**Brief**. State how many lines in the listing below hold the string "reading"; nothing else is wanted.
START Supplied data
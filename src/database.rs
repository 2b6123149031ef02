//! The per-frame metadata database.
//!
//! A [`SessionDatabase`] maps frame file names to [`FrameRecord`]s in
//! capture order. [`write`] serializes it to `metadata.json` together with a
//! [`SessionHeader`] describing the run:
//!
//! ```json
//! {
//!   "source": "GH010042.MP4",
//!   "frame_rate": 1.0,
//!   "frames": {
//!     "000000.jpg": {
//!       "ts": 0.0,
//!       "gps": { "lat": 46.1, "long": 7.2, "alt": 1520.3, "2dv": 3.1, "3dv": 3.2 }
//!     }
//!   }
//! }
//! ```

use std::{
    fs::File,
    io::{BufWriter, Write},
    path::{Path, PathBuf},
};

use serde::{Deserialize, Serialize, Serializer, ser::SerializeMap};

use crate::{
    error::ExtractorError,
    telemetry::{GPS_COMPONENTS, GpsVector},
};

/// File name of the database inside the output directory.
pub const DATABASE_FILE_NAME: &str = "metadata.json";

/// One extracted frame and its interpolated GPS reading.
#[derive(Debug, Clone, PartialEq)]
pub struct FrameRecord {
    /// Image file name, e.g. `000042.jpg`.
    pub name: String,
    /// Real capture time in seconds from the start of its file.
    pub timestamp: f64,
    /// Interpolated reading; zero until interpolation runs.
    pub gps: GpsVector,
}

impl FrameRecord {
    /// A record with no reading yet.
    pub fn new(name: String, timestamp: f64) -> Self {
        Self {
            name,
            timestamp,
            gps: [0.0; GPS_COMPONENTS],
        }
    }
}

/// A GPS reading with named components, as stored in the database.
#[derive(Debug, Clone, Copy, PartialEq, Serialize, Deserialize)]
pub struct GpsFix {
    /// Latitude in degrees.
    pub lat: f64,
    /// Longitude in degrees.
    pub long: f64,
    /// Altitude in metres.
    pub alt: f64,
    /// 2D ground speed in m/s.
    #[serde(rename = "2dv")]
    pub speed_2d: f64,
    /// 3D speed in m/s.
    #[serde(rename = "3dv")]
    pub speed_3d: f64,
}

impl From<GpsVector> for GpsFix {
    fn from(values: GpsVector) -> Self {
        let [lat, long, alt, speed_2d, speed_3d] = values;
        Self {
            lat,
            long,
            alt,
            speed_2d,
            speed_3d,
        }
    }
}

#[derive(Serialize)]
struct RecordEntry {
    ts: f64,
    gps: GpsFix,
}

/// Frame records of a whole session, in capture order.
#[derive(Debug, Clone, Default, PartialEq)]
pub struct SessionDatabase {
    records: Vec<FrameRecord>,
}

impl SessionDatabase {
    /// An empty database.
    pub fn new() -> Self {
        Self::default()
    }

    /// Append records after the existing ones.
    pub fn extend<I: IntoIterator<Item = FrameRecord>>(&mut self, records: I) {
        self.records.extend(records);
    }

    /// Number of frames.
    pub fn len(&self) -> usize {
        self.records.len()
    }

    /// `true` when no frame has been recorded.
    pub fn is_empty(&self) -> bool {
        self.records.is_empty()
    }

    /// Records in capture order.
    pub fn records(&self) -> &[FrameRecord] {
        &self.records
    }

    /// The record for frame `name`.
    pub fn get(&self, name: &str) -> Option<&FrameRecord> {
        self.records.iter().find(|record| record.name == name)
    }

    /// Frame names in capture order.
    pub fn names(&self) -> impl Iterator<Item = &str> {
        self.records.iter().map(|record| record.name.as_str())
    }
}

impl Serialize for SessionDatabase {
    fn serialize<S: Serializer>(&self, serializer: S) -> Result<S::Ok, S::Error> {
        let mut map = serializer.serialize_map(Some(self.records.len()))?;
        for record in &self.records {
            map.serialize_entry(
                &record.name,
                &RecordEntry {
                    ts: record.timestamp,
                    gps: GpsFix::from(record.gps),
                },
            )?;
        }
        map.end()
    }
}

/// Session-level facts written alongside the frames.
#[derive(Debug, Clone, PartialEq, Serialize)]
pub struct SessionHeader {
    /// Description of the input (a file or directory path).
    pub source: String,
    /// Sampling rate used for the session.
    pub frame_rate: f64,
}

#[derive(Serialize)]
struct Document<'a> {
    #[serde(flatten)]
    header: &'a SessionHeader,
    frames: &'a SessionDatabase,
}

/// Render the database and header as pretty-printed JSON.
///
/// # Errors
///
/// Returns [`ExtractorError::SerializationError`] if serialization fails.
pub fn to_json_string(
    database: &SessionDatabase,
    header: &SessionHeader,
) -> Result<String, ExtractorError> {
    let document = Document {
        header,
        frames: database,
    };
    Ok(serde_json::to_string_pretty(&document)?)
}

/// Write the database into `output_dir`, returning the file path.
///
/// # Errors
///
/// - [`ExtractorError::CannotCreateOutput`] if the file cannot be created.
/// - [`ExtractorError::SerializationError`] or
///   [`ExtractorError::IoError`] if writing fails.
pub fn write<P: AsRef<Path>>(
    database: &SessionDatabase,
    header: &SessionHeader,
    output_dir: P,
) -> Result<PathBuf, ExtractorError> {
    let path = output_dir.as_ref().join(DATABASE_FILE_NAME);
    let file = File::create(&path).map_err(|error| ExtractorError::CannotCreateOutput {
        path: path.clone(),
        reason: error.to_string(),
    })?;

    let mut writer = BufWriter::new(file);
    let document = Document {
        header,
        frames: database,
    };
    serde_json::to_writer_pretty(&mut writer, &document)?;
    writer.write_all(b"\n")?;
    writer.flush()?;

    log::info!(
        "Wrote {} frame records to {}",
        database.len(),
        path.display()
    );
    Ok(path)
}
END Supplied data
**Written answer**. 4